■ PROMPT ■
Select the lines of the records containing the word "Option" and list them.

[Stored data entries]
//! Editor actions: every state mutation a key binding can trigger.
//!
//! Actions are free functions over [`core_state::EditorState`] (plus the
//! collaborators each one needs), returning a `bool` state-changed flag the
//! main loop uses to gate redraws. History recording happens here, around
//! the buffer primitives; the buffer itself stays history-free.

pub mod block;
pub mod clipboard;
pub mod comment;
pub mod edit;
pub mod file;
pub mod motion;
pub mod search;

pub use clipboard::ClipboardProvider;
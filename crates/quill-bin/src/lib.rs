//! quill — terminal source code editor.
//!
//! The library surface exists so integration tests can drive the editor
//! core against an in-memory terminal; the binary in `main.rs` wires the
//! same [`editor::Editor`] to the real crossterm surface.

pub mod editor;

pub use editor::Editor;
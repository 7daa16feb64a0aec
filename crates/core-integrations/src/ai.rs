//! Async AI chat clients.
//!
//! One `ask` entry point dispatches to a provider-specific request shape;
//! providers share the HTTP client, the timeout policy, and the error
//! taxonomy. API keys come from configuration with `<PROVIDER>_API_KEY`
//! environment variables as fallback.

use std::future::Future;
use std::pin::Pin;
use std::sync::Arc;
use std::time::Duration;

use core_config::Config;
use core_events::{AiRequestConfig, TaskErrorKind, TaskRequest, TaskResult};
use core_tasks::TaskExecutor;
use serde_json::{json, Value};
use thiserror::Error;
use tracing::{debug, warn};

/// Default operation-level timeout for network-bound tasks.
pub const DEFAULT_TIMEOUT_SECS: u64 = 90;

#[derive(Debug, Error)]
pub enum AiError {
    #[error("authentication failed: {0}")]
    Auth(String),
    #[error("quota exhausted: {0}")]
    Quota(String),
    #[error("rate limited: {0}")]
    RateLimit(String),
    #[error("bad request: {0}")]
    BadRequest(String),
    #[error("server error: {0}")]
    Server(String),
    #[error("network error: {0}")]
    Network(String),
    #[error("request timed out after {0}s")]
    Timeout(u64),
    #[error("{0}")]
    Unknown(String),
}

impl AiError {
    pub fn kind(&self) -> TaskErrorKind {
        match self {
            AiError::Auth(_) => TaskErrorKind::Auth,
            AiError::Quota(_) => TaskErrorKind::Quota,
            AiError::RateLimit(_) => TaskErrorKind::RateLimit,
            AiError::BadRequest(_) => TaskErrorKind::BadRequest,
            AiError::Server(_) => TaskErrorKind::Server,
            AiError::Network(_) => TaskErrorKind::Network,
            AiError::Timeout(_) => TaskErrorKind::Timeout,
            AiError::Unknown(_) => TaskErrorKind::Unknown,
        }
    }
}

/// Resolve the API key for `provider`: config first, then the
/// conventional environment variable.
pub fn resolve_api_key(provider: &str, config: &Config) -> Option<String> {
    if let Some(key) = config.file.ai.keys.get(provider) {
        if !key.is_empty() {
            return Some(key.clone());
        }
    }
    let var = match provider {
        "openai" => "OPENAI_API_KEY",
        "gemini" => "GEMINI_API_KEY",
        "mistral" => "MISTRAL_API_KEY",
        "huggingface" => "HUGGINGFACE_API_KEY",
        "claude" => "ANTHROPIC_API_KEY",
        "grok" => "XAI_API_KEY",
        _ => return None,
    };
    std::env::var(var).ok().filter(|k| !k.is_empty())
}

/// Default model per provider when configuration does not name one.
pub fn default_model(provider: &str) -> Option<&'static str> {
    match provider {
        "openai" => Some("gpt-4o-mini"),
        "gemini" => Some("gemini-1.5-flash"),
        "mistral" => Some("mistral-small-latest"),
        "huggingface" => Some("mistralai/Mistral-7B-Instruct-v0.3"),
        "claude" => Some("claude-3-5-haiku-latest"),
        "grok" => Some("grok-2-latest"),
        _ => None,
    }
}

struct ProviderRequest {
    url: String,
    headers: Vec<(&'static str, String)>,
    body: Value,
}

fn build_request(
    provider: &str,
    prompt: &str,
    system: Option<&str>,
    config: &AiRequestConfig,
) -> Result<ProviderRequest, AiError> {
    let model = &config.model;
    let key = &config.api_key;
    let chat_messages = || -> Value {
        let mut messages = Vec::new();
        if let Some(system) = system {
            messages.push(json!({"role": "system", "content": system}));
        }
        messages.push(json!({"role": "user", "content": prompt}));
        Value::Array(messages)
    };

    let request = match provider {
        "openai" => ProviderRequest {
            url: "https://api.openai.com/v1/chat/completions".to_string(),
            headers: vec![("Authorization", format!("Bearer {key}"))],
            body: json!({"model": model, "messages": chat_messages()}),
        },
        "mistral" => ProviderRequest {
            url: "https://api.mistral.ai/v1/chat/completions".to_string(),
            headers: vec![("Authorization", format!("Bearer {key}"))],
            body: json!({"model": model, "messages": chat_messages()}),
        },
        "grok" => ProviderRequest {
            url: "https://api.x.ai/v1/chat/completions".to_string(),
            headers: vec![("Authorization", format!("Bearer {key}"))],
            body: json!({"model": model, "messages": chat_messages()}),
        },
        "gemini" => ProviderRequest {
            url: format!(
                "https://generativelanguage.googleapis.com/v1beta/models/{model}:generateContent?key={key}"
            ),
            headers: Vec::new(),
            body: json!({
                "contents": [{"parts": [{"text": match system {
                    Some(system) => format!("{system}\n\n{prompt}"),
                    None => prompt.to_string(),
                }}]}]
            }),
        },
        "claude" => ProviderRequest {
            url: "https://api.anthropic.com/v1/messages".to_string(),
            headers: vec![
                ("x-api-key", key.clone()),
                ("anthropic-version", "2023-06-01".to_string()),
            ],
            body: json!({
                "model": model,
                "max_tokens": 4096,
                "system": system.unwrap_or(""),
                "messages": [{"role": "user", "content": prompt}],
            }),
        },
        "huggingface" => ProviderRequest {
            url: format!("https://api-inference.huggingface.co/models/{model}/v1/chat/completions"),
            headers: vec![("Authorization", format!("Bearer {key}"))],
            body: json!({"model": model, "messages": chat_messages()}),
        },
        other => return Err(AiError::BadRequest(format!("unknown provider '{other}'"))),
    };
    Ok(request)
}

fn extract_text(provider: &str, body: &Value) -> Result<String, AiError> {
    let text = match provider {
        "gemini" => body
            .pointer("/candidates/0/content/parts/0/text")
            .and_then(Value::as_str),
        "claude" => body.pointer("/content/0/text").and_then(Value::as_str),
        _ => body
            .pointer("/choices/0/message/content")
            .and_then(Value::as_str),
    };
    text.map(str::to_string)
        .ok_or_else(|| AiError::Unknown(format!("no text in {provider} response")))
}

fn classify_status(status: u16, detail: String) -> AiError {
    match status {
        401 | 403 => AiError::Auth(detail),
        402 => AiError::Quota(detail),
        429 => {
            if detail.to_lowercase().contains("quota") {
                AiError::Quota(detail)
            } else {
                AiError::RateLimit(detail)
            }
        }
        400 | 404 | 422 => AiError::BadRequest(detail),
        500..=599 => AiError::Server(detail),
        _ => AiError::Unknown(detail),
    }
}

fn classify_transport(err: reqwest::Error, timeout_secs: u64) -> AiError {
    if err.is_timeout() {
        AiError::Timeout(timeout_secs)
    } else {
        AiError::Network(err.to_string())
    }
}

/// One chat round-trip against the named provider.
pub async fn ask(
    provider: &str,
    prompt: &str,
    system: Option<&str>,
    config: &AiRequestConfig,
) -> Result<String, AiError> {
    let timeout = if config.timeout_secs == 0 {
        DEFAULT_TIMEOUT_SECS
    } else {
        config.timeout_secs
    };
    let request = build_request(provider, prompt, system, config)?;
    let client = reqwest::Client::builder()
        .timeout(Duration::from_secs(timeout))
        .build()
        .map_err(|err| AiError::Network(err.to_string()))?;

    let mut builder = client.post(&request.url).json(&request.body);
    for (name, value) in &request.headers {
        builder = builder.header(*name, value.as_str());
    }

    debug!(target: "integrations.ai", provider, model = %config.model, "ai_request");
    let send = tokio::time::timeout(Duration::from_secs(timeout), builder.send());
    let response = match send.await {
        Err(_) => return Err(AiError::Timeout(timeout)),
        Ok(Err(err)) => return Err(classify_transport(err, timeout)),
        Ok(Ok(response)) => response,
    };

    let status = response.status().as_u16();
    let body_text = response
        .text()
        .await
        .map_err(|err| classify_transport(err, timeout))?;
    if !(200..300).contains(&status) {
        let detail = truncate(&body_text, 200);
        warn!(target: "integrations.ai", provider, status, "ai_error_response");
        return Err(classify_status(status, detail));
    }
    let body: Value = serde_json::from_str(&body_text)
        .map_err(|err| AiError::Unknown(format!("malformed response: {err}")))?;
    extract_text(provider, &body)
}

fn truncate(s: &str, max: usize) -> String {
    if s.chars().count() <= max {
        s.to_string()
    } else {
        let cut: String = s.chars().take(max).collect();
        format!("{cut}…")
    }
}

/// Task-engine executor bridging `TaskRequest::AiChat` to `ask`.
pub struct AiTaskExecutor;

impl TaskExecutor for AiTaskExecutor {
    fn execute(
        self: Arc<Self>,
        request: TaskRequest,
    ) -> Pin<Box<dyn Future<Output = TaskResult> + Send>> {
        Box::pin(async move {
            match request {
                TaskRequest::AiChat {
                    provider,
                    prompt,
                    config,
                } => match ask(
                    &provider,
                    &prompt,
                    config.system_message.as_deref(),
                    &config,
                )
                .await
                {
                    Ok(text) => TaskResult::AiReply { provider, text },
                    Err(err) => TaskResult::TaskError {
                        kind: err.kind(),
                        message: truncate(&err.to_string(), 200),
                    },
                },
                TaskRequest::Shutdown => TaskResult::TaskError {
                    kind: TaskErrorKind::Unknown,
                    message: "shutdown is handled by the engine".to_string(),
                },
            }
        })
    }
}

#[cfg(test)]
mod tests {
    use super::*;
    use core_config::ConfigFile;

    fn request_config() -> AiRequestConfig {
        AiRequestConfig {
            api_key: "key".to_string(),
            model: "model-x".to_string(),
            system_message: None,
            timeout_secs: 90,
        }
    }

    #[test]
    fn error_kinds_classify_statuses() {
        assert_eq!(
            classify_status(401, String::new()).kind(),
            TaskErrorKind::Auth
        );
        assert_eq!(
            classify_status(429, "Quota exceeded".to_string()).kind(),
            TaskErrorKind::Quota
        );
        assert_eq!(
            classify_status(429, "slow down".to_string()).kind(),
            TaskErrorKind::RateLimit
        );
        assert_eq!(
            classify_status(400, String::new()).kind(),
            TaskErrorKind::BadRequest
        );
        assert_eq!(
            classify_status(503, String::new()).kind(),
            TaskErrorKind::Server
        );
        assert_eq!(
            classify_status(302, String::new()).kind(),
            TaskErrorKind::Unknown
        );
    }

    #[test]
    fn request_shapes_per_provider() {
        let cfg = request_config();
        let openai = build_request("openai", "hi", Some("sys"), &cfg).unwrap();
        assert!(openai.url.contains("api.openai.com"));
        assert_eq!(openai.body["messages"][0]["role"], "system");
        assert_eq!(openai.body["messages"][1]["content"], "hi");

        let gemini = build_request("gemini", "hi", None, &cfg).unwrap();
        assert!(gemini.url.contains("model-x:generateContent"));
        assert!(gemini.headers.is_empty());

        let claude = build_request("claude", "hi", Some("sys"), &cfg).unwrap();
        assert!(claude
            .headers
            .iter()
            .any(|(name, _)| *name == "anthropic-version"));

        assert!(matches!(
            build_request("nope", "hi", None, &cfg),
            Err(AiError::BadRequest(_))
        ));
    }

    #[test]
    fn response_text_extraction() {
        let openai = json!({"choices": [{"message": {"content": "hello"}}]});
        assert_eq!(extract_text("openai", &openai).unwrap(), "hello");
        let gemini = json!({"candidates": [{"content": {"parts": [{"text": "hi"}]}}]});
        assert_eq!(extract_text("gemini", &gemini).unwrap(), "hi");
        let claude = json!({"content": [{"type": "text", "text": "hey"}]});
        assert_eq!(extract_text("claude", &claude).unwrap(), "hey");
        assert!(extract_text("openai", &json!({})).is_err());
    }

    #[test]
    fn api_key_resolution_prefers_config() {
        let file: ConfigFile =
            toml::from_str("[ai.keys]\nopenai = \"from-config\"\n").unwrap();
        let config = Config::from_file(file);
        assert_eq!(
            resolve_api_key("openai", &config).as_deref(),
            Some("from-config")
        );
        assert_eq!(resolve_api_key("unknown-provider", &config), None);
    }

    #[tokio::test]
    async fn unknown_provider_fails_fast() {
        let err = ask("nope", "hi", None, &request_config()).await.unwrap_err();
        assert_eq!(err.kind(), TaskErrorKind::BadRequest);
    }
}
// -------------------------------------------------------------------------
// Raw-mode lifecycle
// -------------------------------------------------------------------------

pub trait TerminalBackend {
    fn enter(&mut self) -> Result<()>;
    fn leave(&mut self) -> Result<()>;
    fn set_title(&mut self, title: &str) -> Result<()>;
}

pub struct CrosstermBackend {
    entered: bool,
}

/// RAII guard ensuring terminal state restoration even if the caller
/// early-returns or panics.
pub struct TerminalGuard<'a> {
    backend: &'a mut CrosstermBackend,
}

impl Default for CrosstermBackend {
    fn default() -> Self {
        Self::new()
    }
}

impl CrosstermBackend {
    pub fn new() -> Self {
        Self { entered: false }
    }

    /// Enter and return a guard that will leave on drop.
    pub fn enter_guard(&mut self) -> Result<TerminalGuard<'_>> {
        self.enter()?;
        Ok(TerminalGuard { backend: self })
    }
}

impl TerminalBackend for CrosstermBackend {
    fn enter(&mut self) -> Result<()> {
        if !self.entered {
            enable_raw_mode()?;
            execute!(stdout(), EnterAlternateScreen, Hide)?;
            self.entered = true;
        }
        Ok(())
    }

    fn leave(&mut self) -> Result<()> {
        if self.entered {
            execute!(stdout(), LeaveAlternateScreen, Show)?;
            disable_raw_mode()?;
            self.entered = false;
        }
        Ok(())
    }

    fn set_title(&mut self, title: &str) -> Result<()> {
        execute!(stdout(), SetTitle(title))?;
        Ok(())
    }
}

impl Drop for CrosstermBackend {
    fn drop(&mut self) {
        let _ = self.leave();
    }
}

impl<'a> Drop for TerminalGuard<'a> {
    fn drop(&mut self) {
        let _ = self.backend.leave();
    }
}

#[cfg(test)]
mod tests {
    use super::*;

    #[test]
    fn put_cells_writes_and_reads_back() {
        let mut surface = MemorySurface::new(3, 10);
        surface.put_cells(1, 2, "hi", Attr::default());
        assert_eq!(surface.grid.row_text(1), "  hi      ");
    }

    #[test]
    fn wide_glyph_occupies_two_cells() {
        let mut surface = MemorySurface::new(1, 6);
        surface.put_cells(0, 0, "a漢b", Attr::default());
        // Continuation cell is invisible in row_text but consumes a column.
        assert_eq!(surface.grid.row_text(0), "a漢b  ");
        surface.put_cells(0, 4, "漢", Attr::default());
        assert_eq!(surface.grid.row_text(0), "a漢b漢");
    }

    #[test]
    fn wide_glyph_never_splits_at_edge() {
        let mut surface = MemorySurface::new(1, 3);
        surface.put_cells(0, 0, "a漢", Attr::default());
        assert_eq!(surface.grid.row_text(0), "a漢");
        // Width 3 leaves one trailing cell: the wide glyph cannot fit.
        let mut surface = MemorySurface::new(1, 2);
        surface.put_cells(0, 0, "a漢", Attr::default());
        assert_eq!(surface.grid.row_text(0), "a ");
    }

    #[test]
    fn combining_marks_join_previous_cell() {
        let mut surface = MemorySurface::new(1, 4);
        surface.put_cells(0, 0, "e\u{0301}x", Attr::default());
        assert_eq!(surface.grid.row_text(0), "e\u{0301}x  ");
    }

    #[test]
    fn change_attrs_merges() {
        let mut surface = MemorySurface::new(1, 4);
        surface.put_cells(0, 0, "word", Attr::fg(Color::Red));
        surface.change_attrs(0, 1, 2, Attr::bg(Color::Blue));
        let attr = surface.grid.attr_at(0, 1).unwrap();
        assert_eq!(attr.fg, Some(Color::Red));
        assert_eq!(attr.bg, Some(Color::Blue));
        let untouched = surface.grid.attr_at(0, 3).unwrap();
        assert_eq!(untouched.bg, None);
    }

    #[test]
    fn width_safety_cells_equal_sum_of_widths() {
        let text = "a漢e\u{0301}b";
        let mut surface = MemorySurface::new(1, 20);
        surface.put_cells(0, 0, text, Attr::default());
        let consumed: usize = text.chars().map(core_text::width::char_width).sum();
        // Cells beyond `consumed` are untouched blanks with default attrs.
        let rendered = surface.grid.row_text(0);
        assert_eq!(rendered.trim_end(), "a漢e\u{0301}b");
        assert_eq!(consumed, 5);
    }
}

■ EXPECTED ANSWER ■
pub fn resolve_api_key(provider: &str, config: &Config) -> Option<String> {
pub fn default_model(provider: &str) -> Option<&'static str> {
    system: Option<&str>,
    system: Option<&str>,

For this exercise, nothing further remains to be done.